[DIRECTIONS FOR THIS TASK] Some entries follow. Reproduce exactly the lines starting at the one with "pub fn on_location_changed(&mut" and stopping after the one with "to the overlay.".

[THE DATA]

______

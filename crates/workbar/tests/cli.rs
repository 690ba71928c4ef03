use std::process::Command;

#[test]
fn help_exits_successfully() {
    // Arrange
    let mut cmd = Command::new(env!("CARGO_BIN_EXE_workbar"));
    cmd.arg("--help");

    // Act
    let output = cmd.output().expect("failed to execute workbar");

    // Assert
    assert!(output.status.success());
    let stdout = String::from_utf8_lossy(&output.stdout);
    assert!(stdout.contains("follows the Windows taskbar"));
}

#[test]
fn version_exits_successfully() {
    // Arrange
    let mut cmd = Command::new(env!("CARGO_BIN_EXE_workbar"));
    cmd.arg("--version");

    // Act
    let output = cmd.output().expect("failed to execute workbar");

    // Assert
    assert!(output.status.success());
    let stdout = String::from_utf8_lossy(&output.stdout);
    assert!(stdout.contains("workbar"));
}

#[test]
fn help_lists_every_command() {
    // Act
    let output = Command::new(env!("CARGO_BIN_EXE_workbar"))
        .arg("--help")
        .output()
        .expect("failed to execute workbar");

    // Assert
    let stdout = String::from_utf8_lossy(&output.stdout);
    for command in ["init", "run", "start", "stop", "status", "probe", "events"] {
        assert!(stdout.contains(command), "missing {command} in help");
    }
}

#[test]
fn probe_accepts_json_flag() {
    // Act
    let output = Command::new(env!("CARGO_BIN_EXE_workbar"))
        .args(["probe", "--help"])
        .output()
        .expect("failed to execute workbar");

    // Assert
    assert!(output.status.success());
    let stdout = String::from_utf8_lossy(&output.stdout);
    assert!(stdout.contains("--json"));
}

#[test]
fn unknown_command_fails() {
    let output = Command::new(env!("CARGO_BIN_EXE_workbar"))
        .arg("frobnicate")
        .output()
        .expect("failed to execute workbar");

    assert!(!output.status.success());
}
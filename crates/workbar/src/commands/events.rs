use std::sync::mpsc;
use std::time::Duration;

use workbar_core::Window as _;
use workbar_windows::Window;

/// Watches filtered taskbar location events. Press Ctrl+C to stop.
pub fn execute() {
    println!("Watching taskbar location events (press Ctrl+C to stop)...\n");

    let (tx, rx) = mpsc::sync_channel(32);
    let event_loop = match workbar_windows::event_loop::start(tx, None) {
        Ok(handle) => handle,
        Err(e) => {
            eprintln!("Failed to start event loop: {e}");
            return;
        }
    };
    if !event_loop.hook_taskbar() {
        eprintln!("Warning: could not hook the taskbar, no events will be shown");
    }

    let (stop_tx, stop_rx) = mpsc::channel();
    if let Err(e) = workbar_windows::ctrl_c::set_handler(move || {
        let _ = stop_tx.send(());
    }) {
        eprintln!("Warning: {e}");
    }

    loop {
        if stop_rx.try_recv().is_ok() {
            break;
        }

        match rx.recv_timeout(Duration::from_millis(100)) {
            Ok(workbar_core::WidgetEvent::LocationChanged { hwnd }) => {
                match Window::from_raw(hwnd).rect() {
                    Ok(r) => println!(
                        "location-changed 0x{hwnd:X} -> {},{} {}x{}",
                        r.x, r.y, r.width, r.height
                    ),
                    Err(_) => println!("location-changed 0x{hwnd:X}"),
                }
            }
            Ok(event) => println!("{event}"),
            Err(mpsc::RecvTimeoutError::Timeout) => continue,
            Err(mpsc::RecvTimeoutError::Disconnected) => break,
        }
    }

    event_loop.stop();
}
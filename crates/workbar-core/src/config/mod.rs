mod loader;
pub mod template;

use serde::{Deserialize, Serialize};

use crate::Size;
use crate::log::LogConfig;

pub use loader::{config_dir, config_path, load, try_load};

/// Top-level configuration for Workbar.
///
/// Loaded from `~/.config/workbar/config.toml`. Missing sections
/// fall back to defaults thanks to `#[serde(default)]`.
#[derive(Debug, Clone, Default, Serialize, Deserialize)]
#[serde(default)]
pub struct Config {
    /// Overlay size, spacing, and appearance.
    pub overlay: OverlayConfig,
    /// Refresh intervals of the UI loop timers.
    pub timers: TimerConfig,
    /// File logging.
    pub logging: LogConfig,
}

/// Overlay window settings.
#[derive(Debug, Clone, Serialize, Deserialize)]
#[serde(default)]
pub struct OverlayConfig {
    /// Overlay width in pixels.
    pub width: i32,
    /// Overlay height in pixels.
    pub height: i32,
    /// Distance between the overlay and the taskbar in pixels.
    pub gap: i32,
    /// Width of the previous/next buttons at each end in pixels.
    pub button_width: i32,
    /// Opacity in percent while the pointer is over the overlay.
    pub hover_opacity: u8,
    /// Opacity in percent otherwise.
    pub idle_opacity: u8,
    /// Font family name.
    pub font: String,
    /// Font size in pixels.
    pub font_size: i32,
    /// Longest window title shown, in characters. 0 = no limit.
    pub title_max_chars: usize,
    /// Color scheme.
    pub colors: OverlayColors,
}

/// Overlay colors as hex strings (e.g. "#1e1e2e").
#[derive(Debug, Clone, Serialize, Deserialize)]
#[serde(default)]
pub struct OverlayColors {
    pub background: String,
    pub foreground: String,
    /// Color of the current-desktop marker.
    pub active: String,
    /// Background of the previous/next buttons.
    pub button: String,
}

/// UI loop timer intervals in milliseconds.
#[derive(Debug, Clone, Serialize, Deserialize)]
#[serde(default)]
pub struct TimerConfig {
    /// Auto-hide-aware placement pass.
    pub position_ms: u64,
    /// Virtual-desktop indicator refresh.
    pub indicator_ms: u64,
    /// Foreground window title refresh.
    pub title_ms: u64,
}

impl Default for OverlayConfig {
    fn default() -> Self {
        Self {
            width: 240,
            height: 40,
            gap: 5,
            button_width: 24,
            hover_opacity: 100,
            idle_opacity: 40,
            font: "Segoe UI".into(),
            font_size: 16,
            title_max_chars: 28,
            colors: OverlayColors::default(),
        }
    }
}

impl Default for OverlayColors {
    fn default() -> Self {
        Self {
            background: "#1e1e2e".into(),
            foreground: "#cdd6f4".into(),
            active: "#89b4fa".into(),
            button: "#313244".into(),
        }
    }
}

impl Default for TimerConfig {
    fn default() -> Self {
        Self {
            position_ms: 800,
            indicator_ms: 500,
            title_ms: 500,
        }
    }
}

impl OverlayConfig {
    pub fn size(&self) -> Size {
        Size::new(self.width, self.height)
    }

    /// Opacity in percent for the given hover state.
    pub fn opacity(&self, hovered: bool) -> u8 {
        if hovered {
            self.hover_opacity
        } else {
            self.idle_opacity
        }
    }
}

impl Config {
    /// Clamps values to safe ranges.
    ///
    /// Keeps the overlay from collapsing, buttons from overlapping, and
    /// timers from spinning.
    pub fn validate(&mut self) {
        let o = &mut self.overlay;
        o.width = o.width.clamp(40, 4000);
        o.height = o.height.clamp(16, 400);
        o.gap = o.gap.clamp(0, 200);
        o.button_width = o.button_width.clamp(0, o.width / 2);
        o.hover_opacity = o.hover_opacity.min(100);
        o.idle_opacity = o.idle_opacity.min(100);
        o.font_size = o.font_size.clamp(6, 72);

        let t = &mut self.timers;
        t.position_ms = t.position_ms.clamp(100, 60_000);
        t.indicator_ms = t.indicator_ms.clamp(100, 60_000);
        t.title_ms = t.title_ms.clamp(100, 60_000);
    }
}

#[cfg(test)]
mod tests;
use workbar_core::Window as _;
use workbar_windows::Window;

pub fn execute() {
    let Some(hwnd) = workbar_windows::overlay::find_running() else {
        println!("Workbar is not running.");
        return;
    };

    match Window::new(hwnd).rect() {
        Ok(rect) => println!(
            "Workbar is running (overlay at {},{} {}x{}).",
            rect.x, rect.y, rect.width, rect.height
        ),
        Err(_) => println!("Workbar is running."),
    }
}
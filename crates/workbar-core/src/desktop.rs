//! Virtual-desktop indicator and navigation.
//!
//! Desktop switching itself is delegated to an external library behind
//! [`VirtualDesktops`]. This module only does the index bookkeeping:
//! the collaborator speaks 0-based indices, the indicator shows 1-based
//! positions, and previous/next wrap around the desktop count.

use std::fmt;

/// Marker for the current desktop.
pub const ACTIVE_MARKER: char = '●';

/// Marker for every other desktop.
pub const INACTIVE_MARKER: char = '○';

/// The external virtual-desktop manager.
pub trait VirtualDesktops {
    /// Number of desktops, 0 when unavailable.
    fn count(&self) -> usize;

    /// 0-based index of the current desktop.
    fn current(&self) -> Option<usize>;

    /// Switches to the desktop at a 0-based index.
    fn go_to(&self, index: usize);

    /// Shows the window on every desktop.
    fn pin(&self, handle: usize) -> bool;
}

/// A request to move one desktop over.
#[derive(Debug, Clone, Copy, PartialEq, Eq)]
pub enum DesktopStep {
    Prev,
    Next,
}

impl DesktopStep {
    /// Mouse wheel mapping: wheel up goes back, wheel down goes forward.
    pub fn from_wheel(delta: i32) -> Option<Self> {
        match delta.signum() {
            1 => Some(Self::Prev),
            -1 => Some(Self::Next),
            _ => None,
        }
    }

    /// 0-based target index, wrapping around `count`.
    ///
    /// Returns `None` when there are no desktops.
    pub fn target(self, count: usize, current: usize) -> Option<usize> {
        if count == 0 {
            return None;
        }
        let current = current % count;
        Some(match self {
            Self::Prev => (current + count - 1) % count,
            Self::Next => (current + 1) % count,
        })
    }
}

/// Moves one desktop over. Returns the index switched to.
pub fn step(desktops: &impl VirtualDesktops, step: DesktopStep) -> Option<usize> {
    let count = desktops.count();
    let current = desktops.current()?;
    let target = step.target(count, current)?;
    if target != current {
        desktops.go_to(target);
    }
    Some(target)
}

/// Snapshot of desktop state for rendering.
#[derive(Debug, Clone, Copy, Default, PartialEq, Eq)]
pub struct DesktopIndicator {
    pub count: usize,
    /// 0-based index of the current desktop.
    pub current: Option<usize>,
}

impl DesktopIndicator {
    /// Reads the collaborator's current state.
    pub fn read(desktops: &impl VirtualDesktops) -> Self {
        let count = desktops.count();
        let current = desktops.current().filter(|&i| i < count);
        Self { count, current }
    }

    /// 1-based position of the current desktop, as shown to the user.
    pub fn display_position(&self) -> Option<usize> {
        self.current.map(|i| i + 1)
    }

    /// One marker per desktop, the current one filled.
    pub fn markers(&self) -> Vec<char> {
        let active = self.display_position();
        (1..=self.count)
            .map(|n| {
                if Some(n) == active {
                    ACTIVE_MARKER
                } else {
                    INACTIVE_MARKER
                }
            })
            .collect()
    }
}

impl fmt::Display for DesktopIndicator {
    fn fmt(&self, f: &mut fmt::Formatter<'_>) -> fmt::Result {
        for (i, marker) in self.markers().into_iter().enumerate() {
            if i > 0 {
                f.write_str(" ")?;
            }
            write!(f, "{marker}")?;
        }
        Ok(())
    }
}

#[cfg(test)]
mod tests {
    use std::cell::Cell;

    use super::*;

    struct FakeDesktops {
        count: usize,
        current: Cell<usize>,
        switches: Cell<usize>,
    }

    impl FakeDesktops {
        fn new(count: usize, current: usize) -> Self {
            Self {
                count,
                current: Cell::new(current),
                switches: Cell::new(0),
            }
        }
    }

    impl VirtualDesktops for FakeDesktops {
        fn count(&self) -> usize {
            self.count
        }

        fn current(&self) -> Option<usize> {
            (self.count > 0).then(|| self.current.get())
        }

        fn go_to(&self, index: usize) {
            self.current.set(index);
            self.switches.set(self.switches.get() + 1);
        }

        fn pin(&self, _handle: usize) -> bool {
            true
        }
    }

    #[test]
    fn next_from_last_desktop_wraps_to_first() {
        // Arrange
        let desktops = FakeDesktops::new(4, 3);

        // Act
        let target = step(&desktops, DesktopStep::Next);

        // Assert
        assert_eq!(target, Some(0));
        assert_eq!(desktops.current.get(), 0);
    }

    #[test]
    fn prev_from_first_desktop_wraps_to_last() {
        let desktops = FakeDesktops::new(4, 0);

        assert_eq!(step(&desktops, DesktopStep::Prev), Some(3));
        assert_eq!(desktops.current.get(), 3);
    }

    #[test]
    fn single_desktop_does_not_switch() {
        let desktops = FakeDesktops::new(1, 0);

        assert_eq!(step(&desktops, DesktopStep::Next), Some(0));
        assert_eq!(desktops.switches.get(), 0);
    }

    #[test]
    fn no_desktops_means_no_request() {
        let desktops = FakeDesktops::new(0, 0);

        assert_eq!(step(&desktops, DesktopStep::Next), None);
        assert_eq!(DesktopStep::Prev.target(0, 0), None);
        assert_eq!(desktops.switches.get(), 0);
    }

    #[test]
    fn indicator_fills_fourth_marker_for_last_of_four() {
        // Arrange
        let desktops = FakeDesktops::new(4, 3);

        // Act
        let indicator = DesktopIndicator::read(&desktops);

        // Assert
        assert_eq!(indicator.display_position(), Some(4));
        assert_eq!(indicator.to_string(), "○ ○ ○ ●");
    }

    #[test]
    fn indicator_without_desktops_is_empty() {
        let indicator = DesktopIndicator::default();
        assert_eq!(indicator.to_string(), "");
    }

    #[test]
    fn out_of_range_current_shows_no_active_marker() {
        let indicator = DesktopIndicator {
            count: 2,
            current: None,
        };
        assert_eq!(indicator.to_string(), "○ ○");
    }

    #[test]
    fn wheel_direction_maps_to_steps() {
        assert_eq!(DesktopStep::from_wheel(120), Some(DesktopStep::Prev));
        assert_eq!(DesktopStep::from_wheel(-120), Some(DesktopStep::Next));
        assert_eq!(DesktopStep::from_wheel(0), None);
    }
}
use windows::Win32::UI::HiDpi::{
    DPI_AWARENESS_CONTEXT_PER_MONITOR_AWARE_V2, SetProcessDpiAwarenessContext,
};

use workbar_core::WindowResult;

#[path = "widget_handlers.rs"]
mod widget_handlers;
#[path = "widget_loop.rs"]
mod widget_loop;
#[path = "widget_threads.rs"]
mod widget_threads;
#[path = "widget_types.rs"]
mod widget_types;

/// Runs the widget until the overlay is closed or Ctrl+C is pressed.
///
/// The Win32 event loop (overlay input and the taskbar hook) runs on
/// its own thread. The calling thread becomes the UI loop and owns all
/// positioning and rendering.
pub fn run() -> WindowResult<()> {
    enable_dpi_awareness();
    eprintln!("Workbar started.");

    let result = widget_loop::widget_loop();

    eprintln!("Workbar stopped.");
    result
}

/// Declares the process per-monitor DPI aware (V2).
///
/// The app-bar and window rectangles are then raw pixels, matching the
/// coordinates `SetWindowPos` expects. Must run before any window exists.
fn enable_dpi_awareness() {
    // Fails when a manifest already set the awareness; that is fine.
    unsafe {
        let _ = SetProcessDpiAwarenessContext(DPI_AWARENESS_CONTEXT_PER_MONITOR_AWARE_V2);
    }
}
//! Keeps the overlay anchored to the taskbar.
//!
//! The synchronizer is driven from the UI loop by three triggers: the
//! placement timer ([`Synchronizer::poll`]), taskbar location-change
//! notifications ([`Synchronizer::on_location_changed`]), and a one-off
//! snap at startup ([`Synchronizer::snap`]). Each trigger reads fresh
//! geometry, runs [`reconcile`], and writes the result straight to the
//! overlay. Triggers racing each other are harmless: the last writer
//! wins and every pass converges on the same taskbar-relative target.

use crate::Size;
use crate::placement::{Mode, Placement, Reading, reconcile};
use crate::taskbar::TaskbarProvider;

/// Something the synchronizer can move.
pub trait OverlaySurface {
    /// Moves the overlay's top-left corner to `placement`.
    ///
    /// Returns `false` when the window could not be moved.
    fn move_to(&mut self, placement: Placement) -> bool;
}

/// Owns the placement state of one overlay window.
pub struct Synchronizer<P, S> {
    provider: P,
    surface: S,
    overlay: Size,
    gap: f64,
    /// Last placement the surface accepted.
    last: Option<Placement>,
}

impl<P: TaskbarProvider, S: OverlaySurface> Synchronizer<P, S> {
    pub fn new(provider: P, surface: S, overlay: Size, gap: f64) -> Self {
        Self {
            provider,
            surface,
            overlay,
            gap,
            last: None,
        }
    }

    /// Periodic auto-hide-aware pass using the app-bar query.
    pub fn poll(&mut self) -> Option<Placement> {
        let reading = Reading {
            geometry: self.provider.query_geometry(),
            screen: self.provider.screen_size(),
        };
        self.apply(Mode::AutoHideAware, &reading)
    }

    /// Edge-aware snap using the taskbar window's own rectangle.
    pub fn snap(&mut self) -> Option<Placement> {
        let Some(taskbar) = self.provider.locate() else {
            crate::log_debug!("snap skipped: taskbar window not found");
            return None;
        };
        let screen = self.provider.screen_size();
        let reading = Reading {
            geometry: taskbar.geometry(screen),
            screen,
        };
        self.apply(Mode::Snap, &reading)
    }

    /// Handles a location-change notification for `hwnd`.
    ///
    /// Only the taskbar's own window triggers a re-snap; anything else
    /// is ignored.
    pub fn on_location_changed(&mut self, hwnd: usize) -> Option<Placement> {
        let taskbar = self.provider.locate()?;
        if hwnd == 0 || taskbar.handle != hwnd {
            return None;
        }
        let screen = self.provider.screen_size();
        let reading = Reading {
            geometry: taskbar.geometry(screen),
            screen,
        };
        self.apply(Mode::Snap, &reading)
    }

    /// The placement most recently written to the overlay.
    pub fn last(&self) -> Option<Placement> {
        self.last
    }

    pub fn surface(&self) -> &S {
        &self.surface
    }

    pub fn surface_mut(&mut self) -> &mut S {
        &mut self.surface
    }

    /// Writes the reconciled placement, skipping no-op moves.
    fn apply(&mut self, mode: Mode, reading: &Reading) -> Option<Placement> {
        let Some(placement) = reconcile(mode, reading, self.overlay, self.gap) else {
            crate::log_debug!(
                "{mode:?} pass skipped: edge={:?} screen={}x{}",
                reading.geometry.edge,
                reading.screen.width,
                reading.screen.height
            );
            return None;
        };
        if self.last != Some(placement) {
            crate::log_debug!(
                "{mode:?} pass: overlay -> ({}, {})",
                placement.left,
                placement.top
            );
            if self.surface.move_to(placement) {
                self.last = Some(placement);
            } else {
                crate::log_warn!("{mode:?} pass: overlay move failed, retrying next pass");
            }
        }
        Some(placement)
    }
}

#[cfg(test)]
#[path = "sync_tests.rs"]
mod tests;
//! Ctrl+C signal handler using `SetConsoleCtrlHandler`.

use std::sync::OnceLock;

use windows::Win32::System::Console::{CTRL_C_EVENT, SetConsoleCtrlHandler};
use workbar_core::WindowResult;

type Callback = Box<dyn Fn() + Send + Sync>;

/// Written once by `set_handler`, read by the console callback.
static CALLBACK: OnceLock<Callback> = OnceLock::new();

/// Registers a Ctrl+C handler that runs `on_ctrl_c`.
///
/// Only one handler can be installed per process.
pub fn set_handler(on_ctrl_c: impl Fn() + Send + Sync + 'static) -> WindowResult<()> {
    CALLBACK
        .set(Box::new(on_ctrl_c))
        .map_err(|_| "Ctrl+C handler already registered")?;
    unsafe { SetConsoleCtrlHandler(Some(handler), true)? };
    Ok(())
}

unsafe extern "system" fn handler(ctrl_type: u32) -> windows::core::BOOL {
    if ctrl_type == CTRL_C_EVENT
        && let Some(callback) = CALLBACK.get()
    {
        callback();
    }
    windows::core::BOOL(1)
}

______

[WRITTEN RESPONSE]
    pub fn on_location_changed(&mut self, hwnd: usize) -> Option<Placement> {
        let taskbar = self.provider.locate()?;
        if hwnd == 0 || taskbar.handle != hwnd {
            return None;
        }
        let screen = self.provider.screen_size();
        let reading = Reading {
            geometry: taskbar.geometry(screen),
            screen,
        };
        self.apply(Mode::Snap, &reading)
    }

    /// The placement most recently written to the overlay.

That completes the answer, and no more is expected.